Downtown resident William Brown said he heard a man screaming the night a man was found severely beaten at Pauahi and Smith streets March 19. "The guys getting mixed up in it are getting ripped off," Brown said.
Brown, who's lived downtown for the past two years and walks down Smith Street to get to the Pali Safeway, said he often encounters "druggies" offering him crack cocaine for sale.
Police are looking into reports that people who live in nearby Mayor Wright housing may be responsible for the vicious assaults in the neighborhood. No arrests have been made yet.
Even after the hollow-tile block wall that surrounded the nearby municipal parking lot came down last year, illicit activities continue to flourish, residents say.
Police monitor the area frequently and make arrests, but more needs to be done, said Bill Mederos, who has lived downtown since the 1940s. "They go jail, come right back out."
In a sweep Thursday, Kalihi crime reduction units arrested up to 18 people on Akepo Lane in less than three hours for various drug offenses in a reverse sting operation.

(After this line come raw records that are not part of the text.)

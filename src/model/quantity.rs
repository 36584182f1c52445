//! Quantity: an arbitrary-precision decimal paired with a UCUM unit (spec §3, §4.4).
//!
//! Normalization is delegated to `octofhir-ucum`, treated as a black-box
//! `normalize(value, unit) -> (canonical_value, canonical_unit)` service per
//! spec §1's external-collaborator boundary.

use std::cmp::Ordering;
use std::fmt;

use rust_decimal::Decimal;
use rust_decimal::prelude::ToPrimitive;

#[derive(Debug, Clone, PartialEq)]
pub struct Quantity {
    pub value: Decimal,
    pub unit: String,
}

impl Quantity {
    pub fn new(value: Decimal, unit: impl Into<String>) -> Self {
        Self { value, unit: unit.into() }
    }

    /// Normalizes through UCUM; returns `None` if the unit isn't recognized
    /// or isn't a UCUM unit at all (e.g. FHIR calendar-duration words like
    /// `'year'`, which compare only to like-valued quantities, not via UCUM).
    fn canonical(&self) -> Option<(f64, octofhir_ucum::Dimension)> {
        let v = self.value.to_f64()?;
        let analysis = octofhir_ucum::analyse(&self.unit).ok()?;
        Some((v * analysis.factor, analysis.dimension))
    }

    /// Compares two quantities after UCUM normalization. `None` means
    /// incompatible dimensions (spec: comparison yields empty).
    pub fn compare(&self, other: &Quantity) -> Option<Ordering> {
        if self.unit == other.unit {
            return self.value.partial_cmp(&other.value);
        }
        let (av, adim) = self.canonical()?;
        let (bv, bdim) = other.canonical()?;
        if adim != bdim {
            return None;
        }
        // UCUM factors are floating point; tolerate the rounding noise that
        // conversion introduces rather than reporting quantities that are
        // equal to UCUM as merely close.
        if (av - bv).abs() <= (av.abs().max(bv.abs())) * 1e-9 {
            return Some(Ordering::Equal);
        }
        av.partial_cmp(&bv)
    }

    /// Equivalence (`~`): UCUM-canonicalized numeric equality.
    pub fn equivalent(&self, other: &Quantity) -> bool {
        self.compare(other) == Some(Ordering::Equal)
    }

    pub fn add(&self, other: &Quantity) -> Option<Quantity> {
        if self.unit == other.unit {
            return Some(Quantity::new(self.value + other.value, self.unit.clone()));
        }
        let (_, adim) = self.canonical()?;
        let (_, bdim) = other.canonical()?;
        if adim != bdim {
            return None;
        }
        // Convert other into self's unit via the ratio of canonical factors.
        let a_analysis = octofhir_ucum::analyse(&self.unit).ok()?;
        let b_analysis = octofhir_ucum::analyse(&other.unit).ok()?;
        let factor = b_analysis.factor / a_analysis.factor;
        let converted = other.value.to_f64()? * factor;
        let converted = Decimal::try_from(converted).ok()?;
        Some(Quantity::new(self.value + converted, self.unit.clone()))
    }

    pub fn scale(&self, factor: Decimal) -> Quantity {
        Quantity::new(self.value * factor, self.unit.clone())
    }

    pub fn div_scalar(&self, divisor: Decimal) -> Option<Quantity> {
        if divisor.is_zero() {
            return None;
        }
        Some(Quantity::new(self.value / divisor, self.unit.clone()))
    }
}

impl fmt::Display for Quantity {
    fn fmt(&self, f: &mut fmt::Formatter<'_>) -> fmt::Result {
        write!(f, "{} '{}'", self.value, self.unit)
    }
}

#[cfg(test)]
mod tests {
    use super::*;
    use std::str::FromStr;

    #[test]
    fn same_unit_compares_by_value() {
        let a = Quantity::new(Decimal::from_str("1.0").unwrap(), "mg");
        let b = Quantity::new(Decimal::from_str("2.0").unwrap(), "mg");
        assert_eq!(a.compare(&b), Some(Ordering::Less));
    }

    #[test]
    fn mg_and_g_are_equivalent_when_converted() {
        let mg = Quantity::new(Decimal::from_str("1000").unwrap(), "mg");
        let g = Quantity::new(Decimal::from_str("1").unwrap(), "g");
        assert!(mg.equivalent(&g));
    }

    #[test]
    fn incompatible_dimensions_are_incomparable() {
        let mg = Quantity::new(Decimal::from_str("1").unwrap(), "mg");
        let s = Quantity::new(Decimal::from_str("1").unwrap(), "s");
        assert_eq!(mg.compare(&s), None);
    }
}
//! Function registry and built-ins (spec C8, §4.7, §4.10-§4.11).
//!
//! A flat name -> descriptor map with a uniform calling convention, per the
//! teacher's `registry/` design and the "do not inherit; use a flat
//! registry" note in spec §9. Lazy functions (`where`, `select`, `repeat`,
//! `all`, `exists` w/ criteria, `iif`, `aggregate`, `trace` w/ projection,
//! `sort`) are special-cased in the evaluator instead of living here,
//! because they need to re-enter the AST walk with a per-element `$this`.

mod aggregate;
mod collection;
mod conversion;
mod datetime;
mod fhir;
mod math;
mod string;
mod utility;

use std::collections::HashMap;
use std::sync::Arc;

use crate::evaluator::context::EvaluationContext;
use crate::evaluator::error::{EvalError, EvalErrorKind, EvalResult};
use crate::model::Collection;

/// Arguments are pre-evaluated Collections for every non-lazy function.
pub struct FunctionContext<'a> {
    pub ctx: &'a EvaluationContext,
    pub input: &'a Collection,
    pub args: &'a [Collection],
    pub name: &'a str,
}

pub type FunctionImpl = Arc<dyn Fn(&FunctionContext) -> EvalResult<Collection> + Send + Sync>;

pub struct FunctionEntry {
    pub min_args: usize,
    pub max_args: usize,
    pub f: FunctionImpl,
}

pub struct FunctionRegistry {
    functions: HashMap<&'static str, FunctionEntry>,
}

impl FunctionRegistry {
    pub fn new() -> Self {
        let mut registry = Self { functions: HashMap::new() };
        collection::register(&mut registry);
        string::register(&mut registry);
        math::register(&mut registry);
        conversion::register(&mut registry);
        datetime::register(&mut registry);
        utility::register(&mut registry);
        aggregate::register(&mut registry);
        fhir::register(&mut registry);
        registry
    }

    pub fn register(
        &mut self,
        name: &'static str,
        min_args: usize,
        max_args: usize,
        f: impl Fn(&FunctionContext) -> EvalResult<Collection> + Send + Sync + 'static,
    ) {
        self.functions.insert(name, FunctionEntry { min_args, max_args, f: Arc::new(f) });
    }

    pub fn get(&self, name: &str) -> Option<&FunctionEntry> {
        self.functions.get(name)
    }

    pub fn contains(&self, name: &str) -> bool {
        self.functions.contains_key(name)
    }

    pub fn call(
        &self,
        name: &str,
        ctx: &EvaluationContext,
        input: &Collection,
        args: &[Collection],
    ) -> EvalResult<Collection> {
        let entry = self
            .functions
            .get(name)
            .ok_or_else(|| EvalError::from(EvalErrorKind::UnknownFunction(name.to_string())))?;
        if args.len() < entry.min_args || args.len() > entry.max_args {
            return Err(EvalErrorKind::ArityMismatch {
                function: name.to_string(),
                expected: if entry.min_args == entry.max_args {
                    entry.min_args.to_string()
                } else {
                    format!("{}-{}", entry.min_args, entry.max_args)
                },
                actual: args.len(),
            }
            .into());
        }
        let fctx = FunctionContext { ctx, input, args, name };
        (entry.f)(&fctx)
    }
}

impl Default for FunctionRegistry {
    fn default() -> Self {
        Self::new()
    }
}

/// Helper used throughout the registry families: require the input to be a
/// singleton. An empty input yields `Ok(None)` (spec §4.5/§4.14 — empty
/// propagates silently, it is never an error); two or more elements is
/// `SingletonExpected`.
pub(crate) fn singleton<'a>(
    c: &'a Collection,
    who: &str,
) -> EvalResult<Option<&'a crate::model::FhirPathValue>> {
    match c.len() {
        0 => Ok(None),
        1 => Ok(c.as_singleton()),
        n => Err(EvalError::from(EvalErrorKind::SingletonExpected(n)).in_site(who)),
    }
}
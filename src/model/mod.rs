//! Value/type system and collection algebra (spec C1-C4).

pub mod datetime;
pub mod json;
pub mod quantity;
pub mod types;
pub mod value;

pub use datetime::{DatePrecision, DateTimePrecision, PartialDate, PartialDateTime, PartialTime, TimePrecision};
pub use json::JsonObject;
pub use quantity::Quantity;
pub use value::{Collection, FhirPathValue};
//! Operator semantics: arithmetic, string concatenation, ordering, equality,
//! membership, and three-valued Boolean logic (spec §4.3, §4.4, §4.9).

use rust_decimal::Decimal;
use rust_decimal::prelude::ToPrimitive;

use super::error::{EvalErrorKind, EvalResult};
use crate::model::datetime::TemporalUnit;
use crate::model::{Collection, FhirPathValue, Quantity};

pub fn unary_plus(v: &Collection) -> EvalResult<Collection> {
    match v.as_singleton() {
        None => Ok(Collection::empty()),
        Some(FhirPathValue::Integer(_)) | Some(FhirPathValue::Decimal(_)) | Some(FhirPathValue::Quantity(_)) => {
            Ok(v.clone())
        }
        Some(other) => {
            Err(EvalErrorKind::TypeMismatch(format!("unary '+' requires a numeric operand, got {}", other.type_name())).into())
        }
    }
}

pub fn unary_minus(v: &Collection) -> EvalResult<Collection> {
    match v.as_singleton() {
        None => Ok(Collection::empty()),
        Some(FhirPathValue::Integer(i)) => {
            let n = i.checked_neg().ok_or(EvalErrorKind::ArithmeticOverflow)?;
            Ok(Collection::single(FhirPathValue::Integer(n)))
        }
        Some(FhirPathValue::Decimal(d)) => Ok(Collection::single(FhirPathValue::Decimal(-d))),
        Some(FhirPathValue::Quantity(q)) => {
            Ok(Collection::single(FhirPathValue::Quantity(Quantity::new(-q.value, q.unit.clone()))))
        }
        Some(other) => {
            Err(EvalErrorKind::TypeMismatch(format!("unary '-' requires a numeric operand, got {}", other.type_name())).into())
        }
    }
}

/// `+`/`-`/`*` (I3: Integer stays Integer when both sides are and the result
/// fits; otherwise promotes to Decimal).
pub fn add(l: &FhirPathValue, r: &FhirPathValue) -> EvalResult<FhirPathValue> {
    match (l, r) {
        (FhirPathValue::Integer(a), FhirPathValue::Integer(b)) => match a.checked_add(*b) {
            Some(v) => Ok(FhirPathValue::Integer(v)),
            None => Ok(FhirPathValue::Decimal(Decimal::from(*a) + Decimal::from(*b))),
        },
        (FhirPathValue::String(a), FhirPathValue::String(b)) => {
            Ok(FhirPathValue::String(format!("{a}{b}")))
        }
        (FhirPathValue::Date(d), FhirPathValue::Quantity(q)) => {
            Ok(FhirPathValue::Date(shift_date(*d, q, 1)?))
        }
        (FhirPathValue::DateTime(d), FhirPathValue::Quantity(q)) => {
            Ok(FhirPathValue::DateTime(shift_datetime(*d, q, 1)?))
        }
        (FhirPathValue::Time(t), FhirPathValue::Quantity(q)) => Ok(FhirPathValue::Time(shift_time(*t, q, 1)?)),
        (FhirPathValue::Quantity(a), FhirPathValue::Quantity(b)) => a
            .add(b)
            .map(FhirPathValue::Quantity)
            .ok_or_else(|| EvalErrorKind::UnitMismatch(a.unit.clone(), b.unit.clone()).into()),
        _ => numeric_promote(l, r, |a, b| a + b),
    }
}

pub fn sub(l: &FhirPathValue, r: &FhirPathValue) -> EvalResult<FhirPathValue> {
    match (l, r) {
        (FhirPathValue::Integer(a), FhirPathValue::Integer(b)) => match a.checked_sub(*b) {
            Some(v) => Ok(FhirPathValue::Integer(v)),
            None => Ok(FhirPathValue::Decimal(Decimal::from(*a) - Decimal::from(*b))),
        },
        (FhirPathValue::Date(d), FhirPathValue::Quantity(q)) => Ok(FhirPathValue::Date(shift_date(*d, q, -1)?)),
        (FhirPathValue::DateTime(d), FhirPathValue::Quantity(q)) => {
            Ok(FhirPathValue::DateTime(shift_datetime(*d, q, -1)?))
        }
        (FhirPathValue::Time(t), FhirPathValue::Quantity(q)) => Ok(FhirPathValue::Time(shift_time(*t, q, -1)?)),
        (FhirPathValue::Quantity(a), FhirPathValue::Quantity(b)) => {
            let negated = Quantity::new(-b.value, b.unit.clone());
            a.add(&negated)
                .map(FhirPathValue::Quantity)
                .ok_or_else(|| EvalErrorKind::UnitMismatch(a.unit.clone(), b.unit.clone()).into())
        }
        _ => numeric_promote(l, r, |a, b| a - b),
    }
}

pub fn mul(l: &FhirPathValue, r: &FhirPathValue) -> EvalResult<FhirPathValue> {
    match (l, r) {
        (FhirPathValue::Integer(a), FhirPathValue::Integer(b)) => match a.checked_mul(*b) {
            Some(v) => Ok(FhirPathValue::Integer(v)),
            None => Ok(FhirPathValue::Decimal(Decimal::from(*a) * Decimal::from(*b))),
        },
        (FhirPathValue::Quantity(q), other) | (other, FhirPathValue::Quantity(q)) if as_decimal(other).is_some() => {
            Ok(FhirPathValue::Quantity(q.scale(as_decimal(other).unwrap())))
        }
        _ => numeric_promote(l, r, |a, b| a * b),
    }
}

pub fn div(l: &FhirPathValue, r: &FhirPathValue) -> EvalResult<FhirPathValue> {
    match (l, r) {
        (FhirPathValue::Quantity(q), other) if as_decimal(other).is_some() => {
            let d = as_decimal(other).unwrap();
            q.div_scalar(d).map(FhirPathValue::Quantity).ok_or_else(|| EvalErrorKind::DivisionByZero.into())
        }
        _ => {
            let (a, b) = (as_decimal(l), as_decimal(r));
            let (Some(a), Some(b)) = (a, b) else {
                return Err(EvalErrorKind::TypeMismatch("'/' requires numeric operands".to_string()).into());
            };
            if b.is_zero() {
                return Err(EvalErrorKind::DivisionByZero.into());
            }
            Ok(FhirPathValue::Decimal(a / b))
        }
    }
}

pub fn int_div(l: &FhirPathValue, r: &FhirPathValue) -> EvalResult<FhirPathValue> {
    match (l, r) {
        (FhirPathValue::Integer(a), FhirPathValue::Integer(b)) => {
            if *b == 0 {
                return Err(EvalErrorKind::DivisionByZero.into());
            }
            Ok(FhirPathValue::Integer(a / b))
        }
        _ => Err(EvalErrorKind::TypeMismatch("'div' requires Integer operands".to_string()).into()),
    }
}

pub fn modulo(l: &FhirPathValue, r: &FhirPathValue) -> EvalResult<FhirPathValue> {
    match (l, r) {
        (FhirPathValue::Integer(a), FhirPathValue::Integer(b)) => {
            if *b == 0 {
                return Err(EvalErrorKind::DivisionByZero.into());
            }
            Ok(FhirPathValue::Integer(a % b))
        }
        _ => Err(EvalErrorKind::TypeMismatch("'mod' requires Integer operands".to_string()).into()),
    }
}

/// `&`: concatenates treating empty as the empty string (never propagates empty).
pub fn concat(l: Option<&FhirPathValue>, r: Option<&FhirPathValue>) -> EvalResult<FhirPathValue> {
    let a = l.map(|v| v.display_string()).unwrap_or_default();
    let b = r.map(|v| v.display_string()).unwrap_or_default();
    Ok(FhirPathValue::String(format!("{a}{b}")))
}

fn as_decimal(v: &FhirPathValue) -> Option<Decimal> {
    match v {
        FhirPathValue::Integer(i) => Some(Decimal::from(*i)),
        FhirPathValue::Decimal(d) => Some(*d),
        _ => None,
    }
}

fn numeric_promote(
    l: &FhirPathValue,
    r: &FhirPathValue,
    f: impl Fn(Decimal, Decimal) -> Decimal,
) -> EvalResult<FhirPathValue> {
    let (Some(a), Some(b)) = (as_decimal(l), as_decimal(r)) else {
        return Err(EvalErrorKind::TypeMismatch(format!(
            "arithmetic requires numeric operands, got {} and {}",
            l.type_name(),
            r.type_name()
        ))
        .into());
    };
    Ok(FhirPathValue::Decimal(f(a, b)))
}

fn unit_to_temporal(q: &Quantity) -> EvalResult<(TemporalUnit, i64)> {
    let unit = TemporalUnit::from_ucum_or_name(&q.unit)
        .ok_or_else(|| EvalErrorKind::UnitMismatch(q.unit.clone(), "a temporal unit".to_string()))?;
    let amount = q.value.round().to_i64().unwrap_or(0);
    Ok((unit, amount))
}

fn shift_date(d: crate::model::PartialDate, q: &Quantity, sign: i64) -> EvalResult<crate::model::PartialDate> {
    let (unit, amount) = unit_to_temporal(q)?;
    Ok(d.add_duration(unit, amount * sign))
}

fn shift_datetime(
    d: crate::model::PartialDateTime,
    q: &Quantity,
    sign: i64,
) -> EvalResult<crate::model::PartialDateTime> {
    let (unit, amount) = unit_to_temporal(q)?;
    Ok(d.add_duration(unit, amount * sign))
}

fn shift_time(t: crate::model::PartialTime, q: &Quantity, sign: i64) -> EvalResult<crate::model::PartialTime> {
    let (unit, amount) = unit_to_temporal(q)?;
    Ok(t.add_duration(unit, amount * sign))
}

/// Three-valued Boolean: `None` is the "empty" truth value.
pub fn and(l: Option<bool>, r: Option<bool>) -> Option<bool> {
    match (l, r) {
        (Some(false), _) => Some(false),
        (_, Some(false)) => Some(false),
        (Some(true), Some(true)) => Some(true),
        _ => None,
    }
}

pub fn or(l: Option<bool>, r: Option<bool>) -> Option<bool> {
    match (l, r) {
        (Some(true), _) => Some(true),
        (_, Some(true)) => Some(true),
        (Some(false), Some(false)) => Some(false),
        _ => None,
    }
}

pub fn xor(l: Option<bool>, r: Option<bool>) -> Option<bool> {
    match (l, r) {
        (Some(a), Some(b)) => Some(a != b),
        _ => None,
    }
}

pub fn implies(l: Option<bool>, r: Option<bool>) -> Option<bool> {
    match l {
        Some(false) => Some(true),
        Some(true) => r,
        None => {
            if r == Some(true) {
                Some(true)
            } else {
                None
            }
        }
    }
}

pub fn tri_to_collection(v: Option<bool>) -> Collection {
    match v {
        Some(b) => Collection::single(FhirPathValue::Boolean(b)),
        None => Collection::empty(),
    }
}

/// Coerces a Collection into a three-valued Boolean per the singleton rule.
pub fn to_tri(c: &Collection) -> EvalResult<Option<bool>> {
    if c.is_empty() {
        return Ok(None);
    }
    match c.as_singleton() {
        Some(FhirPathValue::Boolean(b)) => Ok(Some(*b)),
        Some(other) => Err(EvalErrorKind::TypeMismatch(format!(
            "Boolean operator requires a Boolean operand, got {}",
            other.type_name()
        ))
        .into()),
        None => Err(EvalErrorKind::SingletonExpected(c.len()).into()),
    }
}
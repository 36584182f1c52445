//! A FHIRPath 2.0 expression language evaluator for FHIR JSON resources.
//!
//! The public surface is deliberately small: [`compile`] parses source into
//! a reusable [`Expression`], which [`Expression::evaluate`] runs against a
//! resource's JSON bytes. An [`ExpressionCache`] is provided for callers that
//! re-evaluate the same small set of expressions across many resources.

pub mod ast;
pub mod cache;
pub mod diagnostics;
pub mod evaluator;
pub mod model;
pub mod parser;
pub mod registry;

use std::sync::Arc;
use std::time::Duration;

use thiserror::Error;

use ast::ExprNode;
use evaluator::{
    Cancellation, EvalError, EvaluationContext, EvaluationOptions, ProfileValidator, ReferenceResolver,
    TerminologyService,
};
use model::{Collection, FhirPathValue, JsonObject};
use parser::ParseError;
use registry::FunctionRegistry;

/// Top-level error: either the expression failed to parse, or it evaluated
/// but raised one of the spec's evaluation errors (spec §7). Path-navigation
/// misses are never errors — they resolve to an empty `Collection` (I1).
#[derive(Error, Debug, Clone)]
pub enum Error {
    #[error(transparent)]
    Parse(#[from] ParseError),
    #[error(transparent)]
    Eval(#[from] EvalError),
    #[error("the resource bytes are not valid JSON: {0}")]
    InvalidJson(String),
}

/// A compiled, immutable expression, safe to share across threads and
/// evaluate concurrently (spec I5).
#[derive(Debug)]
pub struct Expression {
    source: String,
    ast: Arc<ExprNode>,
}

/// Parses `source` into a reusable [`Expression`].
pub fn compile(source: &str) -> Result<Expression, ParseError> {
    let ast = parser::parse_expression(source)?;
    Ok(Expression { source: source.to_string(), ast })
}

impl Expression {
    pub fn source(&self) -> &str {
        &self.source
    }

    /// Evaluates against `resource_json`, a single FHIR resource's serialized
    /// bytes, using default options (5 second timeout, default depth/size
    /// limits, no external-service hooks).
    pub fn evaluate(&self, resource_json: &[u8]) -> Result<Collection, Error> {
        self.evaluate_with(resource_json, &EvaluationOptions::default())
    }

    pub fn evaluate_with(&self, resource_json: &[u8], options: &EvaluationOptions) -> Result<Collection, Error> {
        let json: serde_json::Value =
            serde_json::from_slice(resource_json).map_err(|e| Error::InvalidJson(e.to_string()))?;
        let root = Collection::single(FhirPathValue::Object(JsonObject::new(json)));
        let ctx = EvaluationContext::new(root, options);
        let registry = FunctionRegistry::new();
        Ok(evaluator::evaluate(&self.ast, &ctx, &registry)?)
    }

    /// Convenience: the singleton-evaluation rule applied to a Boolean result
    /// (spec §4.5). Errors if the result isn't a singleton Boolean.
    pub fn to_boolean(&self, resource_json: &[u8]) -> Result<Option<bool>, Error> {
        let c = self.evaluate(resource_json)?;
        Ok(c.singleton_boolean())
    }

    pub fn to_string_value(&self, resource_json: &[u8]) -> Result<Option<String>, Error> {
        let c = self.evaluate(resource_json)?;
        Ok(c.as_singleton().map(|v| v.display_string()))
    }

    pub fn to_strings(&self, resource_json: &[u8]) -> Result<Vec<String>, Error> {
        let c = self.evaluate(resource_json)?;
        Ok(c.iter().map(|v| v.display_string()).collect())
    }

    pub fn exists(&self, resource_json: &[u8]) -> Result<bool, Error> {
        let c = self.evaluate(resource_json)?;
        Ok(!c.is_empty())
    }

    pub fn count(&self, resource_json: &[u8]) -> Result<usize, Error> {
        let c = self.evaluate(resource_json)?;
        Ok(c.len())
    }
}

/// Builds an [`EvaluationOptions`] with a fixed wall-clock timeout, the most
/// common override callers reach for (spec §5).
pub fn options_with_timeout(timeout: Duration) -> EvaluationOptions {
    EvaluationOptions { timeout: Some(timeout), ..Default::default() }
}

pub fn options_with_variable(mut options: EvaluationOptions, name: &str, value: Collection) -> EvaluationOptions {
    options.variables.insert(name.to_string(), value);
    options
}

pub fn options_with_cancellation(mut options: EvaluationOptions, cancellation: Cancellation) -> EvaluationOptions {
    options.cancellation = Some(cancellation);
    options
}

pub fn options_with_resolver(
    mut options: EvaluationOptions,
    resolver: Arc<dyn ReferenceResolver>,
) -> EvaluationOptions {
    options.resolver = Some(resolver);
    options
}

pub fn options_with_terminology(
    mut options: EvaluationOptions,
    terminology: Arc<dyn TerminologyService>,
) -> EvaluationOptions {
    options.terminology = Some(terminology);
    options
}

pub fn options_with_validator(
    mut options: EvaluationOptions,
    validator: Arc<dyn ProfileValidator>,
) -> EvaluationOptions {
    options.validator = Some(validator);
    options
}

#[cfg(test)]
mod tests {
    use super::*;

    #[test]
    fn compiles_and_evaluates_a_simple_path() {
        let expr = compile("Patient.name.given").unwrap();
        let resource = br#"{"resourceType":"Patient","name":[{"given":["Karen","Anne"]}]}"#;
        let strings = expr.to_strings(resource).unwrap();
        assert_eq!(strings, vec!["Karen", "Anne"]);
    }

    #[test]
    fn missing_path_is_empty_not_an_error() {
        let expr = compile("Patient.contact.name").unwrap();
        let resource = br#"{"resourceType":"Patient"}"#;
        assert!(!expr.exists(resource).unwrap());
    }

    #[test]
    fn where_filters_by_criteria() {
        let expr = compile("Patient.name.where(use = 'official').family").unwrap();
        let resource =
            br#"{"resourceType":"Patient","name":[{"use":"official","family":"Smith"},{"use":"old","family":"Jones"}]}"#;
        assert_eq!(expr.to_strings(resource).unwrap(), vec!["Smith"]);
    }
}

The growing violence in the neighborhood has prompted one community group to increase the call for more prison space for violent and repeat offenders.
"We're very concerned and aware of the situation," said Dennis Chun, chairman of the Downtown Neighborhood Board. "The entire state is facing the issue of public safety on the streets. It's a major crisis. We've got to wake up and if we don't do something soon, we will lose Hawaii."